Problem details -> Copy every record that appears below, exactly as it stands.

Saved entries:
______________________________

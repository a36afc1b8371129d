//! Batch request model: uploaded files, target specification, and per-file
//! conversion results.

use super::format::{ConversionMode, OutputFormat};
use std::path::{Path, PathBuf};

/// One received file, already materialized to temporary storage by the
/// upload layer. The path is owned exclusively by the current request and
/// deleted by the janitor when the request finishes.
#[derive(Debug, Clone)]
pub struct UploadedFile {
    pub temp_path: PathBuf,
    /// Client-declared filename. Untrusted; used for display and extension
    /// fallback only.
    pub declared_name: String,
    /// Client-declared MIME type. Untrusted; only the PDF pre-filter
    /// consults it.
    pub declared_mime: String,
    pub size_bytes: u64,
}

impl UploadedFile {
    /// Filename without its final extension, for deriving output names.
    pub fn base_name(&self) -> String {
        let name = Path::new(&self.declared_name)
            .file_name()
            .and_then(|n| n.to_str())
            .unwrap_or(&self.declared_name);
        match name.rsplit_once('.') {
            Some((base, _)) if !base.is_empty() => base.to_string(),
            _ => name.to_string(),
        }
    }

    /// Whether the declared metadata marks this as a PDF: MIME type
    /// `application/pdf` or a case-insensitive `.pdf` name suffix.
    pub fn declared_as_pdf(&self) -> bool {
        self.declared_mime.eq_ignore_ascii_case("application/pdf")
            || self.declared_name.to_lowercase().ends_with(".pdf")
    }
}

/// The requested operation for a batch.
#[derive(Debug, Clone, Copy)]
pub struct TargetSpec {
    pub mode: ConversionMode,
    pub output_format: OutputFormat,
}

/// One output file produced by a transformation.
#[derive(Debug, Clone)]
pub struct Artifact {
    pub name: String,
    pub bytes: Vec<u8>,
    pub content_type: &'static str,
}

/// Outcome of transforming one uploaded file.
#[derive(Debug)]
pub enum Outcome {
    /// One or more output artifacts (PdfToImages yields one per page).
    Success { artifacts: Vec<Artifact> },
    Failure { reason: String },
}

/// Result of transforming one file, tagged with its submission position so
/// parallel execution can be sorted back into original order.
#[derive(Debug)]
pub struct ConversionResult {
    pub original_index: usize,
    pub source_name: String,
    pub outcome: Outcome,
}

impl ConversionResult {
    pub fn is_success(&self) -> bool {
        matches!(self.outcome, Outcome::Success { .. })
    }
}

/// Aggregate view over a batch's results.
#[derive(Debug, Default)]
pub struct BatchOutcome {
    pub successes: usize,
    pub failures: usize,
}

impl BatchOutcome {
    pub fn tally(results: &[ConversionResult]) -> Self {
        let successes = results.iter().filter(|r| r.is_success()).count();
        BatchOutcome {
            successes,
            failures: results.len() - successes,
        }
    }
}
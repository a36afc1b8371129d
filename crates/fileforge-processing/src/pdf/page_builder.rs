//! Single-page PDF construction from a raster image.
//!
//! The image is embedded as a DCT-encoded (JPEG) XObject, which keeps the
//! output small and avoids re-encoding pixels into raw streams.

use anyhow::{Context, Result};
use image::DynamicImage;
use lopdf::{dictionary, Document, Object, Stream};

use crate::image::transformer::ImageTransformer;

/// A4 portrait in PDF points.
const A4_WIDTH_PT: f32 = 595.0;
const A4_HEIGHT_PT: f32 = 842.0;

/// Page sizing strategy for an image page.
#[derive(Debug, Clone, Copy, PartialEq, Eq)]
pub enum PageFit {
    /// Page dimensions equal the image dimensions (one point per pixel).
    Natural,
    /// Scale down to fit inside an A4 envelope; never scale up. The page is
    /// sized to the scaled image, so there are no margins.
    A4Envelope,
}

/// Build a one-page PDF containing the given image.
pub fn image_to_pdf(image: &DynamicImage, fit: PageFit) -> Result<Vec<u8>> {
    let (jpeg, width, height) = ImageTransformer::encode_jpeg_rgb(image)
        .context("Failed to prepare image for PDF embedding")?;

    let (page_width, page_height) = page_dimensions(width, height, fit);

    let mut doc = Document::with_version("1.5");
    let pages_id = doc.new_object_id();

    let image_stream = Stream::new(
        dictionary! {
            "Type" => "XObject",
            "Subtype" => "Image",
            "Width" => width as i64,
            "Height" => height as i64,
            "ColorSpace" => "DeviceRGB",
            "BitsPerComponent" => 8,
            "Filter" => "DCTDecode",
        },
        jpeg,
    );
    let image_id = doc.add_object(image_stream);

    // Scale the unit image square to the page and draw it
    let content = format!(
        "q\n{page_width} 0 0 {page_height} 0 0 cm\n/Im0 Do\nQ\n"
    );
    let content_id = doc.add_object(Stream::new(dictionary! {}, content.into_bytes()));

    let resources = dictionary! {
        "XObject" => dictionary! { "Im0" => image_id },
    };

    let page_id = doc.add_object(dictionary! {
        "Type" => "Page",
        "Parent" => pages_id,
        "MediaBox" => vec![
            0.into(),
            0.into(),
            Object::Real(page_width),
            Object::Real(page_height),
        ],
        "Resources" => resources,
        "Contents" => content_id,
    });

    let pages = dictionary! {
        "Type" => "Pages",
        "Kids" => vec![page_id.into()],
        "Count" => 1,
    };
    doc.objects.insert(pages_id, Object::Dictionary(pages));

    let catalog_id = doc.add_object(dictionary! {
        "Type" => "Catalog",
        "Pages" => pages_id,
    });
    doc.trailer.set("Root", catalog_id);

    let mut buffer = Vec::new();
    doc.save_to(&mut buffer)
        .context("Failed to serialize PDF")?;
    Ok(buffer)
}

/// Compute the page size in points for the given pixel dimensions.
fn page_dimensions(width: u32, height: u32, fit: PageFit) -> (f32, f32) {
    let (w, h) = (width as f32, height as f32);
    match fit {
        PageFit::Natural => (w, h),
        PageFit::A4Envelope => {
            let scale = (A4_WIDTH_PT / w).min(A4_HEIGHT_PT / h).min(1.0);
            (w * scale, h * scale)
        }
    }
}

#[cfg(test)]
mod tests {
    use super::*;
    use image::{Rgba, RgbaImage};

    fn test_image(width: u32, height: u32) -> DynamicImage {
        DynamicImage::ImageRgba8(RgbaImage::from_pixel(width, height, Rgba([200, 10, 10, 255])))
    }

    #[test]
    fn test_image_to_pdf_produces_valid_document() {
        let data = image_to_pdf(&test_image(40, 30), PageFit::Natural).unwrap();
        assert!(data.starts_with(b"%PDF-"));

        let doc = Document::load_mem(&data).unwrap();
        assert_eq!(doc.get_pages().len(), 1);
    }

    #[test]
    fn test_natural_fit_matches_pixel_dimensions() {
        assert_eq!(page_dimensions(40, 30, PageFit::Natural), (40.0, 30.0));
    }

    #[test]
    fn test_a4_envelope_never_scales_up() {
        // Small image keeps its size
        assert_eq!(page_dimensions(100, 50, PageFit::A4Envelope), (100.0, 50.0));
    }

    #[test]
    fn test_a4_envelope_scales_down_preserving_aspect() {
        let (w, h) = page_dimensions(1190, 842, PageFit::A4Envelope);
        assert!(w <= A4_WIDTH_PT + 0.5);
        assert!(h <= A4_HEIGHT_PT + 0.5);
        let original_ratio = 1190.0 / 842.0;
        assert!((w / h - original_ratio).abs() < 0.01);
    }

    #[test]
    fn test_tall_image_bounded_by_height() {
        let (w, h) = page_dimensions(500, 5000, PageFit::A4Envelope);
        assert!(h <= A4_HEIGHT_PT + 0.5);
        assert!(w < A4_WIDTH_PT);
    }
}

______________________________

Answer to the problem ->
repository a36afc1b8371129d
//! Batch request model: uploaded files, target specification, and per-file
//! conversion results.

use super::format::{ConversionMode, OutputFormat};
use std::path::{Path, PathBuf};

/// One received file, already materialized to temporary storage by the
/// upload layer. The path is owned exclusively by the current request and
/// deleted by the janitor when the request finishes.
#[derive(Debug, Clone)]
pub struct UploadedFile {
    pub temp_path: PathBuf,
    /// Client-declared filename. Untrusted; used for display and extension
    /// fallback only.
    pub declared_name: String,
    /// Client-declared MIME type. Untrusted; only the PDF pre-filter
    /// consults it.
    pub declared_mime: String,
    pub size_bytes: u64,
}

impl UploadedFile {
    /// Filename without its final extension, for deriving output names.
    pub fn base_name(&self) -> String {
        let name = Path::new(&self.declared_name)
            .file_name()
            .and_then(|n| n.to_str())
            .unwrap_or(&self.declared_name);
        match name.rsplit_once('.') {
            Some((base, _)) if !base.is_empty() => base.to_string(),
            _ => name.to_string(),
        }
    }

    /// Whether the declared metadata marks this as a PDF: MIME type
    /// `application/pdf` or a case-insensitive `.pdf` name suffix.
    pub fn declared_as_pdf(&self) -> bool {
        self.declared_mime.eq_ignore_ascii_case("application/pdf")
            || self.declared_name.to_lowercase().ends_with(".pdf")
    }
}

/// The requested operation for a batch.
#[derive(Debug, Clone, Copy)]
pub struct TargetSpec {
    pub mode: ConversionMode,
    pub output_format: OutputFormat,
}

/// One output file produced by a transformation.
#[derive(Debug, Clone)]
pub struct Artifact {
    pub name: String,
    pub bytes: Vec<u8>,
    pub content_type: &'static str,
}

/// Outcome of transforming one uploaded file.
#[derive(Debug)]
pub enum Outcome {
    /// One or more output artifacts (PdfToImages yields one per page).
    Success { artifacts: Vec<Artifact> },
    Failure { reason: String },
}

/// Result of transforming one file, tagged with its submission position so
/// parallel execution can be sorted back into original order.
#[derive(Debug)]
pub struct ConversionResult {
    pub original_index: usize,
    pub source_name: String,
    pub outcome: Outcome,
}

impl ConversionResult {
    pub fn is_success(&self) -> bool {
        matches!(self.outcome, Outcome::Success { .. })
    }
}

/// Aggregate view over a batch's results.
#[derive(Debug, Default)]
pub struct BatchOutcome {
    pub successes: usize,
    pub failures: usize,
}

impl BatchOutcome {
    pub fn tally(results: &[ConversionResult]) -> Self {
        let successes = results.iter().filter(|r| r.is_success()).count();
        BatchOutcome {
            successes,
            failures: results.len() - successes,
        }
    }
}
repository a36afc1b8371129d
filename crates/fileforge-processing/src/pdf/page_builder.rs
//! Single-page PDF construction from a raster image.
//!
//! The image is embedded as a DCT-encoded (JPEG) XObject, which keeps the
//! output small and avoids re-encoding pixels into raw streams.

use anyhow::{Context, Result};
use image::DynamicImage;
use lopdf::{dictionary, Document, Object, Stream};

use crate::image::transformer::ImageTransformer;

/// A4 portrait in PDF points.
const A4_WIDTH_PT: f32 = 595.0;
const A4_HEIGHT_PT: f32 = 842.0;

/// Page sizing strategy for an image page.
#[derive(Debug, Clone, Copy, PartialEq, Eq)]
pub enum PageFit {
    /// Page dimensions equal the image dimensions (one point per pixel).
    Natural,
    /// Scale down to fit inside an A4 envelope; never scale up. The page is
    /// sized to the scaled image, so there are no margins.
    A4Envelope,
}

/// Build a one-page PDF containing the given image.
pub fn image_to_pdf(image: &DynamicImage, fit: PageFit) -> Result<Vec<u8>> {
    let (jpeg, width, height) = ImageTransformer::encode_jpeg_rgb(image)
        .context("Failed to prepare image for PDF embedding")?;

    let (page_width, page_height) = page_dimensions(width, height, fit);

    let mut doc = Document::with_version("1.5");
    let pages_id = doc.new_object_id();

    let image_stream = Stream::new(
        dictionary! {
            "Type" => "XObject",
            "Subtype" => "Image",
            "Width" => width as i64,
            "Height" => height as i64,
            "ColorSpace" => "DeviceRGB",
            "BitsPerComponent" => 8,
            "Filter" => "DCTDecode",
        },
        jpeg,
    );
    let image_id = doc.add_object(image_stream);

    // Scale the unit image square to the page and draw it
    let content = format!(
        "q\n{page_width} 0 0 {page_height} 0 0 cm\n/Im0 Do\nQ\n"
    );
    let content_id = doc.add_object(Stream::new(dictionary! {}, content.into_bytes()));

    let resources = dictionary! {
        "XObject" => dictionary! { "Im0" => image_id },
    };

    let page_id = doc.add_object(dictionary! {
        "Type" => "Page",
        "Parent" => pages_id,
        "MediaBox" => vec![
            0.into(),
            0.into(),
            Object::Real(page_width),
            Object::Real(page_height),
        ],
        "Resources" => resources,
        "Contents" => content_id,
    });

    let pages = dictionary! {
        "Type" => "Pages",
        "Kids" => vec![page_id.into()],
        "Count" => 1,
    };
    doc.objects.insert(pages_id, Object::Dictionary(pages));

    let catalog_id = doc.add_object(dictionary! {
        "Type" => "Catalog",
        "Pages" => pages_id,
    });
    doc.trailer.set("Root", catalog_id);

    let mut buffer = Vec::new();
    doc.save_to(&mut buffer)
        .context("Failed to serialize PDF")?;
    Ok(buffer)
}

/// Compute the page size in points for the given pixel dimensions.
fn page_dimensions(width: u32, height: u32, fit: PageFit) -> (f32, f32) {
    let (w, h) = (width as f32, height as f32);
    match fit {
        PageFit::Natural => (w, h),
        PageFit::A4Envelope => {
            let scale = (A4_WIDTH_PT / w).min(A4_HEIGHT_PT / h).min(1.0);
            (w * scale, h * scale)
        }
    }
}

#[cfg(test)]
mod tests {
    use super::*;
    use image::{Rgba, RgbaImage};

    fn test_image(width: u32, height: u32) -> DynamicImage {
        DynamicImage::ImageRgba8(RgbaImage::from_pixel(width, height, Rgba([200, 10, 10, 255])))
    }

    #[test]
    fn test_image_to_pdf_produces_valid_document() {
        let data = image_to_pdf(&test_image(40, 30), PageFit::Natural).unwrap();
        assert!(data.starts_with(b"%PDF-"));

        let doc = Document::load_mem(&data).unwrap();
        assert_eq!(doc.get_pages().len(), 1);
    }

    #[test]
    fn test_natural_fit_matches_pixel_dimensions() {
        assert_eq!(page_dimensions(40, 30, PageFit::Natural), (40.0, 30.0));
    }

    #[test]
    fn test_a4_envelope_never_scales_up() {
        // Small image keeps its size
        assert_eq!(page_dimensions(100, 50, PageFit::A4Envelope), (100.0, 50.0));
    }

    #[test]
    fn test_a4_envelope_scales_down_preserving_aspect() {
        let (w, h) = page_dimensions(1190, 842, PageFit::A4Envelope);
        assert!(w <= A4_WIDTH_PT + 0.5);
        assert!(h <= A4_HEIGHT_PT + 0.5);
        let original_ratio = 1190.0 / 842.0;
        assert!((w / h - original_ratio).abs() < 0.01);
    }

    #[test]
    fn test_tall_image_bounded_by_height() {
        let (w, h) = page_dimensions(500, 5000, PageFit::A4Envelope);
        assert!(h <= A4_HEIGHT_PT + 0.5);
        assert!(w < A4_WIDTH_PT);
    }
}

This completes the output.